3.2 子宮內(nèi)膜癌細(xì)胞對(duì)化療藥物的敏感性研究 晚期子宮內(nèi)膜癌患者常表現(xiàn)為對(duì)化療藥物的耐藥。Chitcholtan等[2]使用懸浮培養(yǎng)法培養(yǎng)出子宮內(nèi)膜癌細(xì)胞的三維多細(xì)胞結(jié)構(gòu)，并比較了多柔比星和順鉑在子宮內(nèi)膜癌三維多細(xì)胞結(jié)構(gòu)和二維單層培養(yǎng)物中的抗腫瘤活性，結(jié)果發(fā)現(xiàn)多柔比星和順鉑在三維多細(xì)胞結(jié)構(gòu)中誘導(dǎo)的細(xì)胞凋亡少于二維單層培養(yǎng)物，且三維多細(xì)胞培養(yǎng)物比細(xì)胞單層培養(yǎng)物具有更高的活力，表明與二維培養(yǎng)物相比，三維多細(xì)胞結(jié)構(gòu)對(duì)檢測(cè)化療藥物敏感性表現(xiàn)出更大的優(yōu)勢(shì)。

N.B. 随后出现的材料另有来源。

use actix_web::dev::Server;
use actix_web::{middleware::Logger, web, App, HttpServer};
use std::net::TcpListener;

use crate::auth::AuthService;
use crate::configuration::ApplicationSettings;
use crate::middleware::SessionMiddleware;
use crate::routes::{current_session, health_check, login, logout, refresh, revoke, whoami};

/// Register every route on `cfg`. Shared by the server and `actix_web::test`.
pub fn configure(cfg: &mut web::ServiceConfig, auth: AuthService, settings: ApplicationSettings) {
    let session = SessionMiddleware::require(
        auth.clone(),
        settings.required_role.clone(),
        settings.login_path.clone(),
    );
    let optional_session = SessionMiddleware::optional(auth.clone());

    cfg.app_data(web::Data::new(auth))
        .app_data(web::Data::new(settings))
        // Public routes
        .route("/health_check", web::get().to(health_check))
        .route("/auth/login", web::post().to(login))
        .route("/auth/refresh", web::post().to(refresh))
        .route("/auth/revoke", web::post().to(revoke))
        .route("/auth/logout", web::post().to(logout))
        // Session-aware routes
        .service(
            web::resource("/whoami")
                .wrap(optional_session)
                .route(web::get().to(whoami)),
        )
        // Protected routes (require the configured role)
        .service(
            web::scope("/api")
                .wrap(session)
                .route("/session", web::get().to(current_session)),
        );
}

pub fn run(
    listener: TcpListener,
    auth: AuthService,
    settings: ApplicationSettings,
) -> Result<Server, std::io::Error> {
    let server = HttpServer::new(move || {
        let auth = auth.clone();
        let settings = settings.clone();
        App::new()
            .wrap(Logger::default())
            .configure(move |cfg| configure(cfg, auth, settings))
    })
    .listen(listener)?
    .run();

    Ok(server)
}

4 三維培養(yǎng)在宮頸癌研究中的應(yīng)用

Zhao等[24]使用宮頸癌Hela細(xì)胞、明膠、藻酸鹽、纖維蛋白原水凝膠為原料，并采用3D打印方法構(gòu)建宮頸癌體外培養(yǎng)模型。在宮頸癌3D打印模型中測(cè)量細(xì)胞增殖、MMP表達(dá)和化學(xué)抗性，結(jié)果發(fā)現(xiàn)與二維培養(yǎng)相比，3D打印模型中的Hela細(xì)胞顯示出更高的增殖速率、更高的MMP表達(dá)水平和更強(qiáng)的化療藥物的耐藥性，提示新的三維細(xì)胞打印技術(shù)可以促進(jìn)三維癌癥研究的發(fā)展。

5 結(jié)語(yǔ)

綜上所述，與二維單層細(xì)胞培養(yǎng)相比，婦科惡性腫瘤細(xì)胞的三維立體培養(yǎng)模型與體內(nèi)腫瘤具有更為相似的形態(tài)學(xué)特征和細(xì)胞生物學(xué)特性，能夠較準(zhǔn)確地模擬體內(nèi)腫瘤生長(zhǎng)的真實(shí)情況。三維培養(yǎng)技術(shù)在研究婦科惡性腫瘤微環(huán)境、細(xì)胞生物學(xué)行為和篩選抗腫瘤藥物等方面具有重要意義。但三維培養(yǎng)技術(shù)仍然有些地方需要改進(jìn)，例如操作耗時(shí)長(zhǎng)、難以控制腫瘤球的大小和均一性等，尚需進(jìn)一步研究不斷完善，以滿足臨床研究。